Paris is already home to several new “international tourist zones” that allow for Sunday and late night openings, but the changes are slowly being spread out across the country.

As well as Cannes and Nice, shops in Normandy's Deauville will also be able to open on Sundays and until midnight during the week as will stores in Saint-Laurent-du-Var and Cagnes-sur-Mer on the south coast.

The commercial centre Val d’Europe, located near Disneyland Paris will also be able to introduce more flexible opening hours.

The tourist zones were created as part of the 2015 Macron law, named after France’s Economy Minister Emmanuel Macron.

The reform, part of an overall plan to free-up the French economy and boost growth, saw 12 special shopping zones created in Paris.

The reform was motivated by the desire by French authorities to take advantage of Paris being the most visited city in the world and to get the tourists spending more of their euros in the capital's stores.

SEE ALSO: 'It's a day of rest!' French unions blast Sunday shopping

The rough criteria for being able to qualify as an “International Tourist Zone” (ITZ) is having a “global reputation for commercial, cultural or leisure reasons”, “being served by national and international transport links” as well as being able to count on huge numbers of tourist visitors.

Story continues below…

The Sunday shopping zones may have gone down well with businesses and shoppers, but not everyone is for them.

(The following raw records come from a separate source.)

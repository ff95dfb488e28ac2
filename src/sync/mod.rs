//! # Sync Module
//!
//! Delivery of buffered samples to the remote collector.
//!
//! This module handles:
//! - The HTTP upload transport (JSON POST, status-code contract)
//! - A scoped host keep-alive for the duration of a retry loop
//! - Upload, bounded retry and trimming of confirmed samples

pub mod keep_alive;
pub mod syncer;
pub mod uploader;

pub use keep_alive::{KeepAlive, KeepAliveGuard, NoopKeepAlive};
pub use syncer::{SyncStatus, Syncer, SYNC_ATTEMPTS};
pub use uploader::{HttpUploader, Uploader};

The mayor of Paris Anne Hidalgo was vehemently against more Sunday shopping in Paris and has vowed to overturn the reform.

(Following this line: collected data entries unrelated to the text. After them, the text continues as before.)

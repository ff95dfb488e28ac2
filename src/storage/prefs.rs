//! Typed access to the tracker's persisted keys

use std::sync::Arc;

use rand::Rng;
use tokio::sync::watch;
use tracing::{error, info};

use super::kv::KeyValueStore;
use crate::error::Result;
use crate::sample::Sample;

/// Key holding the JSON array of buffered samples
pub const LOCATIONS_KEY: &str = "locations";

/// Key holding the client identifier
pub const TRACKER_ID_KEY: &str = "tracker-id";

/// Key mirroring whether a tracking session is active (display only)
pub const TRACKING_ENABLED_KEY: &str = "tracking-enabled";

/// Tracker settings and buffer persistence on top of a [`KeyValueStore`].
///
/// Writes of the `tracking-enabled` flag are published on a watch channel so
/// observers can react to session changes without polling the store.
pub struct TrackerPrefs {
    store: Arc<dyn KeyValueStore>,
    tracking_enabled_tx: watch::Sender<bool>,
}

impl TrackerPrefs {
    pub fn new(store: Arc<dyn KeyValueStore>) -> Self {
        let initial = read_flag(store.as_ref());
        let (tracking_enabled_tx, _) = watch::channel(initial);
        Self {
            store,
            tracking_enabled_tx,
        }
    }

    /// Last persisted value of the `tracking-enabled` flag
    pub fn is_tracking_enabled(&self) -> bool {
        read_flag(self.store.as_ref())
    }

    /// Persist the `tracking-enabled` flag and notify subscribers of a change.
    ///
    /// Subscribers are notified even when the write fails; the flag is only
    /// informational.
    pub fn set_tracking_enabled(&self, enabled: bool) -> Result<()> {
        let result = self
            .store
            .put(TRACKING_ENABLED_KEY, if enabled { "true" } else { "false" });

        self.tracking_enabled_tx.send_if_modified(|current| {
            if *current == enabled {
                return false;
            }
            *current = enabled;
            true
        });

        result
    }

    /// Watch the `tracking-enabled` flag
    pub fn subscribe_tracking_enabled(&self) -> watch::Receiver<bool> {
        self.tracking_enabled_tx.subscribe()
    }

    /// Client identifier, generated on first use as a random 6-digit string
    pub fn tracker_id(&self) -> Result<String> {
        if let Some(id) = self.store.get(TRACKER_ID_KEY)? {
            if !id.is_empty() {
                return Ok(id);
            }
        }

        let id = format!("{:06}", rand::rng().random_range(0..1_000_000u32));
        self.store.put(TRACKER_ID_KEY, &id)?;
        info!("Generated tracker id {}", id);
        Ok(id)
    }

    /// Load the persisted sample buffer.
    ///
    /// A missing value is an empty buffer. An unreadable or corrupt value is
    /// logged and also treated as empty.
    pub fn load_locations(&self) -> Vec<Sample> {
        let raw = match self.store.get(LOCATIONS_KEY) {
            Ok(Some(raw)) => raw,
            Ok(None) => return Vec::new(),
            Err(e) => {
                error!("Failed to read stored locations: {}", e);
                return Vec::new();
            }
        };

        match serde_json::from_str(&raw) {
            Ok(samples) => samples,
            Err(e) => {
                error!("Stored locations are corrupt, starting empty: {}", e);
                Vec::new()
            }
        }
    }

    /// Persist the full sample buffer
    pub fn save_locations(&self, samples: &[Sample]) -> Result<()> {
        let json = serde_json::to_string(samples)?;
        self.store.put(LOCATIONS_KEY, &json)
    }
}

fn read_flag(store: &dyn KeyValueStore) -> bool {
    matches!(store.get(TRACKING_ENABLED_KEY), Ok(Some(v)) if v == "true")
}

Hidalgo wrote a vitriolic letter to Macron criticizing his "fantasy of turning Paris into a city dedicated to consumerism" and "ignorance of the commercial fabric of Paris that pulls in tourists from around the world."
In the published letter, she criticized the commercial "tourist zones" and points out they will kill off some of the 15,000 small independent stores that are already open on Sundays.
"They will destroy the ecosystem that is an international emblem of our city," Hidalgo wrote.
Unions representing store workers have also fought hard against the new rules and certain stores like the Galeries Lafayette and Printemps in Paris remain closed on most Sundays because of an ongoing dispute between unions and bosses.